RESEARCHERS have developed a new technology that could triple the resolution density of displays and slash power consumption. For CCTV applications, the technology would deliver monitors capable of meaningfully supporting 4K CCTV cameras at wide angles of view.
The new technology could allow field-sequential colour displays where a single subpixel can be quickly switched among red, green or blue. By eliminating the colour filters traditionally used to spatially divide one pixel into red, green or blue subpixels, field-sequential colour displays allow the three subpixels to become three independent pixels and thus triples the resolution density.
"Today's Apple Retina displays have a resolution density of about 500 pixels per inch," said Shin-Tson Wu, who led the research team at the University of Central Florida's College of Optics and Photonics (CREOL). "With our new technology, a resolution density of 1500 pixels per inch could be achieved on the same sized screen. This is especially attractive for virtual reality headsets or augmented reality technology, which must achieve high resolution in a small screen to look sharp when placed close to our eyes."
"Field-sequential color displays can be used to achieve the smaller pixels needed to increase resolution density," said Yuge Huang, first author of the paper. "This is important because the resolution density of today's technology is almost at its limit.
"With (nematic) colour filters, the red, green and blue light are all generated at the same time," said Wu. "However, with blue-phase liquid crystal we can use one subpixel to make all 3 colours, but at different times. This converts space into time, a space-saving configuration of two-thirds, which triples the resolution density."
The blue-phase liquid crystal also triples the optical efficiency because the light doesn't have to pass through colour filters, which limit transmittance to about 30 percent. Another big advantage is that the displayed colour is more vivid because it comes directly from red, green and blue LEDs, which eliminates the colour crosstalk that occurs with conventional colour filters.

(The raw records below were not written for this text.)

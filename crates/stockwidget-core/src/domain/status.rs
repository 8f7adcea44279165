use std::fmt::{Display, Formatter};

use serde::{Deserialize, Serialize};

use crate::error::LOADING_MESSAGE;

/// Operational phase of the widget.
#[derive(Debug, Clone, Copy, PartialEq, Eq, Default, Serialize, Deserialize)]
#[serde(rename_all = "snake_case")]
pub enum StatusPhase {
    #[default]
    Idle,
    Loading,
    Error,
}

impl StatusPhase {
    pub const fn as_str(self) -> &'static str {
        match self {
            Self::Idle => "idle",
            Self::Loading => "loading",
            Self::Error => "error",
        }
    }
}

impl Display for StatusPhase {
    fn fmt(&self, f: &mut Formatter<'_>) -> std::fmt::Result {
        f.write_str(self.as_str())
    }
}

/// Phase plus the banner message rendered by the host.
#[derive(Debug, Clone, PartialEq, Eq, Default, Serialize, Deserialize)]
pub struct WidgetStatus {
    pub phase: StatusPhase,
    pub message: String,
}

impl WidgetStatus {
    pub fn idle() -> Self {
        Self::default()
    }

    pub fn loading() -> Self {
        Self {
            phase: StatusPhase::Loading,
            message: String::from(LOADING_MESSAGE),
        }
    }

    pub fn error(message: impl Into<String>) -> Self {
        Self {
            phase: StatusPhase::Error,
            message: message.into(),
        }
    }

    pub fn is_error(&self) -> bool {
        self.phase == StatusPhase::Error
    }
}
use rust_decimal::{Decimal, RoundingStrategy};
use serde::{Deserialize, Serialize};

/// Color applied to the change text. Serializes as its hex value.
#[derive(Debug, Clone, Copy, PartialEq, Eq, Serialize, Deserialize)]
pub enum ChangeColor {
    #[serde(rename = "#00ff00")]
    Positive,
    #[serde(rename = "#ff0000")]
    Negative,
}

impl ChangeColor {
    pub const fn hex(self) -> &'static str {
        match self {
            Self::Positive => "#00ff00",
            Self::Negative => "#ff0000",
        }
    }
}

/// Formatted quote values, each rounded to two decimals.
#[derive(Debug, Clone, PartialEq, Eq, Serialize, Deserialize)]
pub struct QuoteResult {
    pub price: String,
    pub change: String,
    pub change_percent: String,
    pub is_positive: bool,
}

impl QuoteResult {
    /// Rounds the raw values and derives the sign from the rounded change.
    ///
    /// A change that rounds to zero is positive and never renders as `-0.00`.
    pub fn from_values(price: f64, change: f64, change_percent: f64) -> Self {
        let change = format_two_decimals(change);
        let is_positive = !change.starts_with('-');
        Self {
            price: format_two_decimals(price),
            change,
            change_percent: format_two_decimals(change_percent),
            is_positive,
        }
    }

    pub fn display(&self) -> QuoteDisplay {
        let sign = if self.is_positive { "+" } else { "" };
        QuoteDisplay {
            price_text: format!("${}", self.price),
            change_text: format!("{sign}{} ({}%)", self.change, self.change_percent),
            change_color: if self.is_positive {
                ChangeColor::Positive
            } else {
                ChangeColor::Negative
            },
        }
    }
}

/// Text and color pushed into the display fields.
#[derive(Debug, Clone, PartialEq, Eq, Serialize, Deserialize)]
pub struct QuoteDisplay {
    pub price_text: String,
    pub change_text: String,
    pub change_color: ChangeColor,
}

/// Formats to two decimals, folding negative zero into `0.00`.
///
/// Ties on the exact binary value round away from zero, so `189.125`
/// becomes `189.13` while `1.005` (stored just below the tie) stays `1.00`.
pub fn format_two_decimals(value: f64) -> String {
    let formatted = match Decimal::from_f64_retain(value) {
        Some(exact) => format!(
            "{:.2}",
            exact.round_dp_with_strategy(2, RoundingStrategy::MidpointAwayFromZero)
        ),
        None => format!("{value:.2}"),
    };
    match formatted.strip_prefix('-') {
        Some(magnitude) if magnitude.bytes().all(|b| b == b'0' || b == b'.') => {
            magnitude.to_owned()
        }
        _ => formatted,
    }
}

/// Parses the longest leading decimal number, ignoring trailing text such
/// as a `%` suffix. Returns `None` when no number prefix exists.
pub fn parse_leading_float(input: &str) -> Option<f64> {
    let trimmed = input.trim_start();
    let candidate_len = trimmed
        .char_indices()
        .take_while(|(_, ch)| ch.is_ascii_digit() || matches!(ch, '+' | '-' | '.' | 'e' | 'E'))
        .map(|(index, ch)| index + ch.len_utf8())
        .last()
        .unwrap_or(0);

    (1..=candidate_len)
        .rev()
        .find_map(|len| trimmed[..len].parse::<f64>().ok())
        .filter(|value| value.is_finite())
}
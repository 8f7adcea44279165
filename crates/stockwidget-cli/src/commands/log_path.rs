use std::path::PathBuf;

use super::CommandResult;

pub fn run(log_path: PathBuf) -> CommandResult {
    CommandResult::LogPath { log_path }
}
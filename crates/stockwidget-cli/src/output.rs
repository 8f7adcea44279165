use std::io::Write;

use crate::cli::OutputFormat;
use crate::commands::{CommandResult, QuoteReport};
use crate::error::CliError;

pub fn render(
    result: &CommandResult,
    format: OutputFormat,
    pretty: bool,
    out: &mut impl Write,
) -> Result<(), CliError> {
    match format {
        OutputFormat::Json => {
            let payload = if pretty {
                serde_json::to_string_pretty(result)?
            } else {
                serde_json::to_string(result)?
            };
            writeln!(out, "{payload}")?;
        }
        OutputFormat::Table => render_table(result, out)?,
    }

    Ok(())
}

fn render_table(result: &CommandResult, out: &mut impl Write) -> Result<(), CliError> {
    match result {
        CommandResult::Quote(report) => render_quote(report, out)?,
        CommandResult::LogPath { log_path } => writeln!(out, "{}", log_path.display())?,
    }
    Ok(())
}

fn render_quote(report: &QuoteReport, out: &mut impl Write) -> Result<(), CliError> {
    let display = &report.display;
    writeln!(out, "{}", report.symbol)?;

    if display.status.is_error() {
        writeln!(out, "  error:  {}", display.status.message)?;
        return Ok(());
    }

    let color = display.change_color.map_or("-", |color| color.hex());
    writeln!(out, "  price:  {}", display.price_text)?;
    writeln!(out, "  change: {} [{color}]", display.change_text)?;
    Ok(())
}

Wu's team worked with JNC to reduce the blue-phase liquid crystal's dielectric constant to a minimally acceptable range to reduce the transistor charging time and get sub-millisecond optical response time. However, each pixel still needed slightly higher voltage than a single transistor could provide. To overcome this problem, the researchers implemented a protruded electrode structure that lets the electric field penetrate the liquid crystal more deeply. This lowered the voltage needed to drive each pixel while maintaining a high light transmittance.
"We achieved an operational voltage low enough to allow each pixel to be driven by a single transistor while also achieving a response time of less than 1 millisecond," said Haiwei Chen, a doctoral student in Wu's lab. "This delicate balance between operational voltage and response time is key for enabling field sequential color displays.
"Now that we have shown that combining the blue-phase liquid crystal with the protruded electron structure is feasible, the next step is for industry to combine them into a working prototype," said Wu. "Our partner AU Optronics has extensive experience in manufacturing the protruded electrode structure and is in a good position to produce this prototype."
Wu predicts that a working prototype could be available in the next year. Since AU Optronics already has a prototype that uses the protruded electrodes, it will only be a matter of working with JNC to get the new material into that prototype. ♦